There's more where those came from.
User avatar
SWillie!
Collector's Edition
Posts: 2564
Joined: Tue Feb 23, 2010 6:28 am

Post by SWillie! »

Just got back. While its never going to be my favorite Disney movie, it sure was a really fun ride. As other reviews have said, the opening act is FANTASTIC. It gets a little slow in the middle, but Ralph and Vanellope's relationship is great. As expected, my least favorite character was definitely Sgt. Calhoun. I felt she was totally unnecessary, and pretty annoying. Much too driven by the fact that she's voiced by Jane Lynch. Other than that, it was a lot of fun. I totally didn't know about the twist at the end, and it was really great to be surprised by it.

And of course, seeing Paperman again was amazing. (And yes, they are showing it with the 2d screening.)
User avatar
RyGuy
Special Edition
Posts: 685
Joined: Fri Sep 17, 2010 2:50 pm
Location: Orange County, California

Post by RyGuy »

I just got back myself and they showed Paperman at the 2D screening I saw as well.

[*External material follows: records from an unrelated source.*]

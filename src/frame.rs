use base64::Engine as _;
use base64::engine::general_purpose::STANDARD as BASE64;
use image::codecs::jpeg::JpegEncoder;
use image::{ColorType, RgbImage};

use crate::config::constants;
use crate::error::{CodecError, ValidationError};

/// Byte order of the three color channels in a [`Bitmap`].
#[derive(Debug, Clone, Copy, PartialEq, Eq)]
pub enum ChannelOrder {
    Bgr,
    Rgb,
}

/// A decoded three-channel, eight-bit frame.
#[derive(Debug, Clone, PartialEq, Eq)]
pub struct Bitmap {
    width: u32,
    height: u32,
    order: ChannelOrder,
    pixels: Vec<u8>,
}

/// A frame ready for transport: the compressed JPEG and its base64 text.
#[derive(Debug, Clone)]
pub struct EncodedFrame {
    pub jpeg: Vec<u8>,
    pub base64: String,
}

impl Bitmap {
    /// Wrap raw interleaved pixel data.
    ///
    /// Returns `None` when the buffer does not hold exactly
    /// `width * height * 3` bytes.
    pub fn from_raw(width: u32, height: u32, order: ChannelOrder, pixels: Vec<u8>) -> Option<Self> {
        let expected = (width as usize) * (height as usize) * 3;
        if pixels.len() != expected {
            return None;
        }
        Some(Self {
            width,
            height,
            order,
            pixels,
        })
    }

    pub fn width(&self) -> u32 {
        self.width
    }

    pub fn height(&self) -> u32 {
        self.height
    }

    pub fn order(&self) -> ChannelOrder {
        self.order
    }

    pub fn pixels(&self) -> &[u8] {
        &self.pixels
    }
}

/// Decode an inbound image container into a bitmap.
///
/// The `image` crate always yields RGB-ordered samples, so decoded frames are
/// tagged [`ChannelOrder::Rgb`].
///
/// # Errors
///
/// Returns [`CodecError::Decode`] if the bytes are not a recognizable image
/// or the image has no pixel data.
pub fn decode(bytes: &[u8]) -> Result<Bitmap, CodecError> {
    let dynamic_image = image::load_from_memory(bytes).map_err(|e| CodecError::Decode {
        reason: e.to_string(),
    })?;

    let rgb = dynamic_image.to_rgb8();
    if rgb.width() == 0 || rgb.height() == 0 {
        return Err(CodecError::Decode {
            reason: "image contains no pixel data".to_string(),
        });
    }

    let (width, height) = rgb.dimensions();
    Ok(Bitmap {
        width,
        height,
        order: ChannelOrder::Rgb,
        pixels: rgb.into_raw(),
    })
}

/// Convert a bitmap to RGB channel order. No other transformation is applied.
pub fn normalize(bitmap: Bitmap) -> Bitmap {
    match bitmap.order {
        ChannelOrder::Rgb => bitmap,
        ChannelOrder::Bgr => {
            let mut pixels = bitmap.pixels;
            for px in pixels.chunks_exact_mut(3) {
                px.swap(0, 2);
            }
            Bitmap {
                width: bitmap.width,
                height: bitmap.height,
                order: ChannelOrder::Rgb,
                pixels,
            }
        }
    }
}

/// Compress a bitmap to JPEG at the fixed quality level and base64 it.
///
/// BGR bitmaps are normalized first so the JPEG always carries RGB data.
///
/// # Errors
///
/// Returns [`CodecError::Encode`] if compression fails.
pub fn encode(bitmap: &Bitmap) -> Result<EncodedFrame, CodecError> {
    let normalized;
    let bitmap = if bitmap.order == ChannelOrder::Rgb {
        bitmap
    } else {
        normalized = normalize(bitmap.clone());
        &normalized
    };

    let mut jpeg = Vec::new();
    {
        let mut encoder = JpegEncoder::new_with_quality(&mut jpeg, constants::JPEG_QUALITY);
        encoder
            .encode(&bitmap.pixels, bitmap.width, bitmap.height, ColorType::Rgb8)
            .map_err(|e| CodecError::Encode {
                reason: e.to_string(),
            })?;
    }

    let base64 = BASE64.encode(&jpeg);
    Ok(EncodedFrame { jpeg, base64 })
}

/// Run the whole pipeline on raw container bytes: decode, normalize, encode.
pub fn prepare(bytes: &[u8]) -> Result<EncodedFrame, CodecError> {
    let bitmap = normalize(decode(bytes)?);
    encode(&bitmap)
}

/// Convert a bitmap into an `image` buffer, e.g. for inspection in tests.
pub fn to_rgb_image(bitmap: &Bitmap) -> RgbImage {
    let bitmap = normalize(bitmap.clone());
    // from_raw only fails on a length mismatch, which Bitmap rules out.
    RgbImage::from_raw(bitmap.width, bitmap.height, bitmap.pixels)
        .unwrap_or_else(|| RgbImage::new(0, 0))
}

/// Strip an optional `data:<mime>;base64,` prefix.
///
/// Everything after the first comma is the payload; strings without a comma
/// are returned unchanged.
pub fn strip_data_url(image: &str) -> &str {
    match image.split_once(',') {
        Some((_, payload)) => payload,
        None => image,
    }
}

/// Decode the text form of an inbound image into container bytes.
pub fn decode_base64(image: &str) -> Result<Vec<u8>, ValidationError> {
    let payload = strip_data_url(image).trim();
    if payload.is_empty() {
        return Err(ValidationError::InvalidImageData {
            reason: "empty image payload".to_string(),
        });
    }

    BASE64
        .decode(payload)
        .map_err(|e| ValidationError::InvalidImageData {
            reason: e.to_string(),
        })
}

I agree with SWillie! that it probably won't be one of my favorite Disney movies, but it was a lot of fun. I'm not a gamer but it kept my interest.

I didn't mind Calhoun . . . the one and only annoying thing for me was the inclusion of "Shut Up and Drive." It just felt gratuitous and unnecessary.

I was a child when Pac Man fever was all the rage, so the 8 bit references and gags were a lot of fun for me . . . there was an 8 bit nod at the beginning, but not the one I've seen discussed here. There also was a fun easter egg after the credits.

I enjoyed this more than Bolt but less than Tangled, fwiw.
User avatar
SWillie!
Collector's Edition
Posts: 2564
Joined: Tue Feb 23, 2010 6:28 am

Post by SWillie! »

Definitely agreed about Shut Up and Drive. I understand the need for a song during that scene, but would it really be that hard to write a new one to fit with the sugar rush theme?
User avatar
Kyle
Platinum Edition
Posts: 3550
Joined: Wed Jul 26, 2006 6:47 pm

Post by Kyle »

They actually use that during the movie proper? I was hoping that was going to regulated to the credits or just the sound track or something. Ughh.
I hate that song.
User avatar
DisneyJedi
Platinum Edition
Posts: 3737
Joined: Fri Oct 17, 2008 2:53 pm
Gender: Male

Post by DisneyJedi »

Got back from the movie less than an hour ago and....

Well, it was awesome. One of Disney's best to date. :)

But one thing at the end leaves me to wonder one thing. Do you suppose Vannelope von Schweetz may join the Disney Princess line? I ask because of the fact that she literally is a princess, the forgotten/true princess of Sugar Rush. Heck, I never even thought that Felix and the Sergeant chick would hook up.

By the way, SWillie, you weren't lying about Paperman. The animation was beautifully done.
User avatar
thelittleursula
Anniversary Edition
Posts: 1235
Joined: Fri Jul 13, 2012 3:15 am
Location: Europe

Post by thelittleursula »

^
Lol soon as I read the book I knew that that question was going to appear. I think maybe not because it said in the book that she prefered to be a glitch and not be a princess but if Disney is clever they could make her a princess and maybe get the idea across that not all Disney movies are girly and girl only if it includes a Princess.
PatrickvD
Signature Collection
Posts: 5207
Joined: Fri Sep 19, 2003 11:34 am
Location: The Netherlands

Post by PatrickvD »

While I haven't seen it yet, I'm totally prepared to gag once that Rihanna song comes on. I LOATHE her and what she as a human being represents in the year 2012. Easily the most inappropriate artist imaginable for a Disney animated feature.